BEGIN Records for processing
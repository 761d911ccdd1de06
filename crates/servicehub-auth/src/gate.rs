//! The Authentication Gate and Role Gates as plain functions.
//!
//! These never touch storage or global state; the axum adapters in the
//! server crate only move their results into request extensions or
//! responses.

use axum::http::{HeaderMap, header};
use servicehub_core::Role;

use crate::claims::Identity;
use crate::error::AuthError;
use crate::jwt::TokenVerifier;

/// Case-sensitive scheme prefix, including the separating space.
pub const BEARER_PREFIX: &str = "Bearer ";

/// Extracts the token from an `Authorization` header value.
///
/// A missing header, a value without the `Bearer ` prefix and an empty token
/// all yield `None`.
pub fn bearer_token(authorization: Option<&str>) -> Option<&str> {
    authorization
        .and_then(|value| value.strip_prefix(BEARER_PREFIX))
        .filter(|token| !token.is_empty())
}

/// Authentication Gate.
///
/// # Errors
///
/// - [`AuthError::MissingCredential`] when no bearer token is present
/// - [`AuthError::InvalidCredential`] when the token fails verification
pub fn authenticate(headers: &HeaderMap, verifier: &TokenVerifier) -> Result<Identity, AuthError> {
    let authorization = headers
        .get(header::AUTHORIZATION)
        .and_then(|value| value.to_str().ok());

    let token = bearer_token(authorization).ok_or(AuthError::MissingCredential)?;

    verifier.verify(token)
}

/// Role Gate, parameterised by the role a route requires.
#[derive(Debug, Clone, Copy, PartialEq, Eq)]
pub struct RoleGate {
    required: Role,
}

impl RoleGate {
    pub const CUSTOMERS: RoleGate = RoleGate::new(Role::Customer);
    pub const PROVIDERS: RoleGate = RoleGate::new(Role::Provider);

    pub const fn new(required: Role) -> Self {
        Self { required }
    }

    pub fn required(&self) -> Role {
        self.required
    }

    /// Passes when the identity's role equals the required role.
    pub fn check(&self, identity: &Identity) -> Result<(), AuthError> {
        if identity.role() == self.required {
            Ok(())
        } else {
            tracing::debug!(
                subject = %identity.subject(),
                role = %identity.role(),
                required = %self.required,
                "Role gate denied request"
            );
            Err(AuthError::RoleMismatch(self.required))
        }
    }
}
END Records for processing
BEGIN Records for processing
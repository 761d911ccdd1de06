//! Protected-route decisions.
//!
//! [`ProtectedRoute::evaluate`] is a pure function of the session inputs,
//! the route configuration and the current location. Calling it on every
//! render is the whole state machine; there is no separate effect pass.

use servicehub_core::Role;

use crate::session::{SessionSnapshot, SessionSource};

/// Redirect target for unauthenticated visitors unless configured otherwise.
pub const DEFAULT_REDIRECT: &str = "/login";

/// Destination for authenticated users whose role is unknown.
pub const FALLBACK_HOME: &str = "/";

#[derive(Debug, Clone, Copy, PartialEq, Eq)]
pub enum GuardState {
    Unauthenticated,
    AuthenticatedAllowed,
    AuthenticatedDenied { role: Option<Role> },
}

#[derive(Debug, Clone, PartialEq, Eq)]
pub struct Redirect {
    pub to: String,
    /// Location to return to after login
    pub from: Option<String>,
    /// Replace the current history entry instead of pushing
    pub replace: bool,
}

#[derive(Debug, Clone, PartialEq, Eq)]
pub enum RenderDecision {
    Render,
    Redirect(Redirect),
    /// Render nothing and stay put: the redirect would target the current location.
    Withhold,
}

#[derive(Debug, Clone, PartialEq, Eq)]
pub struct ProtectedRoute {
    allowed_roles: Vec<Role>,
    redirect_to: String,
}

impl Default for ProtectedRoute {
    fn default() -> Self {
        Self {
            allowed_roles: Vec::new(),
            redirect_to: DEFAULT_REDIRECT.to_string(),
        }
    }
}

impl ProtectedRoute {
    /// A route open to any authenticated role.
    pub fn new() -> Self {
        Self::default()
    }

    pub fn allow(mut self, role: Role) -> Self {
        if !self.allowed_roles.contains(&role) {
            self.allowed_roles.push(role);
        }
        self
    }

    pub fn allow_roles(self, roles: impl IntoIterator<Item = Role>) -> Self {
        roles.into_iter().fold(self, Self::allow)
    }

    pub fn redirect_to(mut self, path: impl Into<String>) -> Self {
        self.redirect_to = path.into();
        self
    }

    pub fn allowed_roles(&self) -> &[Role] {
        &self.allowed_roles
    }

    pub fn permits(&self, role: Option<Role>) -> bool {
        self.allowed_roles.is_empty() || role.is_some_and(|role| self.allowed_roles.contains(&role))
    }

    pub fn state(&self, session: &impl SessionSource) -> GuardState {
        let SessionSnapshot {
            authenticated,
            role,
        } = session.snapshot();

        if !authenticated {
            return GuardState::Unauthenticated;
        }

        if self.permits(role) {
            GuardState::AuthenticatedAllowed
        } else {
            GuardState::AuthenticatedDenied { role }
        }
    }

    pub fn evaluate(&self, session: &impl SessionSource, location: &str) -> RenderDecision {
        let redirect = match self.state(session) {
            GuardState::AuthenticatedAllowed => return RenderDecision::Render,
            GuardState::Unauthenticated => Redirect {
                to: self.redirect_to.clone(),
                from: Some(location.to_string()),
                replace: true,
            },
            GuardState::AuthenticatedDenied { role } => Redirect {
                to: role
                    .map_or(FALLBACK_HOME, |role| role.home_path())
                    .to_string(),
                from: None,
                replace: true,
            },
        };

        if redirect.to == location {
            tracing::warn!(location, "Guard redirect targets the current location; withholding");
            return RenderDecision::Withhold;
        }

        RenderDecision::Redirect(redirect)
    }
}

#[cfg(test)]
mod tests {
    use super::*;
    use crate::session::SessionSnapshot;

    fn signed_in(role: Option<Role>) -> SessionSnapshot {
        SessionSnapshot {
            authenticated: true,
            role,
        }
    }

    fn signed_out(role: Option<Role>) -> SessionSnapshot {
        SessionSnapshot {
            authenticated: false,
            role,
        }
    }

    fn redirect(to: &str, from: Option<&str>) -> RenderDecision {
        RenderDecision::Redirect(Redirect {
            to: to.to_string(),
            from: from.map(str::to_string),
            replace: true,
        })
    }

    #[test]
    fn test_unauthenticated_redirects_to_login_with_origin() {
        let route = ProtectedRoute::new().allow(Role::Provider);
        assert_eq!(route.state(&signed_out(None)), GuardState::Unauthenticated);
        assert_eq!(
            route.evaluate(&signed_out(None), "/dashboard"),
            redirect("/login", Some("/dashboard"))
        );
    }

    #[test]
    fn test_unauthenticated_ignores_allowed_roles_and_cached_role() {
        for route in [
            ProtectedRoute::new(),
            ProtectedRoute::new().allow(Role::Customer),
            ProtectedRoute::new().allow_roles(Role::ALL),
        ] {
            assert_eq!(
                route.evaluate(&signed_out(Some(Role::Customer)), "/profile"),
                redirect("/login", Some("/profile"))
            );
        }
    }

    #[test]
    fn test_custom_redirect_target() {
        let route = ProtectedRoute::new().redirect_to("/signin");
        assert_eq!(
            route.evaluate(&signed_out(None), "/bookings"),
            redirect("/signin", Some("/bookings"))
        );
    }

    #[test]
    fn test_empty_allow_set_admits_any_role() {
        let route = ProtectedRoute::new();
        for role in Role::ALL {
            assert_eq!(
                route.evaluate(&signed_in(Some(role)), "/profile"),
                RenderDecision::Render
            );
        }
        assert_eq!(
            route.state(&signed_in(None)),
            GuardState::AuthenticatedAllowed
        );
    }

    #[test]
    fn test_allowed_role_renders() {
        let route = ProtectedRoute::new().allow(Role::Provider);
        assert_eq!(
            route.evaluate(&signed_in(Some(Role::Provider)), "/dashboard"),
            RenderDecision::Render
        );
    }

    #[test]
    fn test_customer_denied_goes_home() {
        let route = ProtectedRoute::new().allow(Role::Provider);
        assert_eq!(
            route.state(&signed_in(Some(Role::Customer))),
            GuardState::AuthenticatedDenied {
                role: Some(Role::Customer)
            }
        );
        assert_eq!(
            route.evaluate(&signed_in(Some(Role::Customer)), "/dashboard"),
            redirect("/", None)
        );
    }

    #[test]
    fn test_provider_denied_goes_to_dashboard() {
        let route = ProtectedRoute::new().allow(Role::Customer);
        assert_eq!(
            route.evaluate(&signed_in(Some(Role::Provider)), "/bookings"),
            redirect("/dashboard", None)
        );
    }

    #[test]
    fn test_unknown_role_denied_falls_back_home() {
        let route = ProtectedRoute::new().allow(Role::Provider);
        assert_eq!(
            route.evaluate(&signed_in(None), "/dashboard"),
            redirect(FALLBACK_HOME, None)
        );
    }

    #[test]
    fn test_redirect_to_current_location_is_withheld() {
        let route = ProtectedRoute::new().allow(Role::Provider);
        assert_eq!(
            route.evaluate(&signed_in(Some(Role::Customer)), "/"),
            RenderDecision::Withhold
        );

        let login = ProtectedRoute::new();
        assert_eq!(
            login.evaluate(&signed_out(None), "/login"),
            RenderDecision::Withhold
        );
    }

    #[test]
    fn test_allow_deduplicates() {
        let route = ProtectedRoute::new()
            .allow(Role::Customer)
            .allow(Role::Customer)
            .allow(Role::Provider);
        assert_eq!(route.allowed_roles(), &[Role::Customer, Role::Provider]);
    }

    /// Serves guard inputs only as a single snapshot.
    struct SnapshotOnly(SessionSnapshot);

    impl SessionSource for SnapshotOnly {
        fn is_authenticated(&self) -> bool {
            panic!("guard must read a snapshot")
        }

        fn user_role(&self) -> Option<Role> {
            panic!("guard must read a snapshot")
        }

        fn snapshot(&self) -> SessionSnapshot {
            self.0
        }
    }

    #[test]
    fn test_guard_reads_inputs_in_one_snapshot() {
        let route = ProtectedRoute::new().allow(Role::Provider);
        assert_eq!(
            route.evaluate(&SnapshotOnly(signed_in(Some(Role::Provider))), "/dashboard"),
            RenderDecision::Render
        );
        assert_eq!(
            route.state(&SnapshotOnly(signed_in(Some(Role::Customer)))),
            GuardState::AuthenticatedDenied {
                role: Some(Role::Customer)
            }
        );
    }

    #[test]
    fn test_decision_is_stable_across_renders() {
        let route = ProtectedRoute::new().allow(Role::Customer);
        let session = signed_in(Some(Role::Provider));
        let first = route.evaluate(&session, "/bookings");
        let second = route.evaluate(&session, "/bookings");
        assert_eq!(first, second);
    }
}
END Records for processing
Your assignment
Scan the records above and tell how many lines include the word "first"; the number is all that should be written.

Output below
2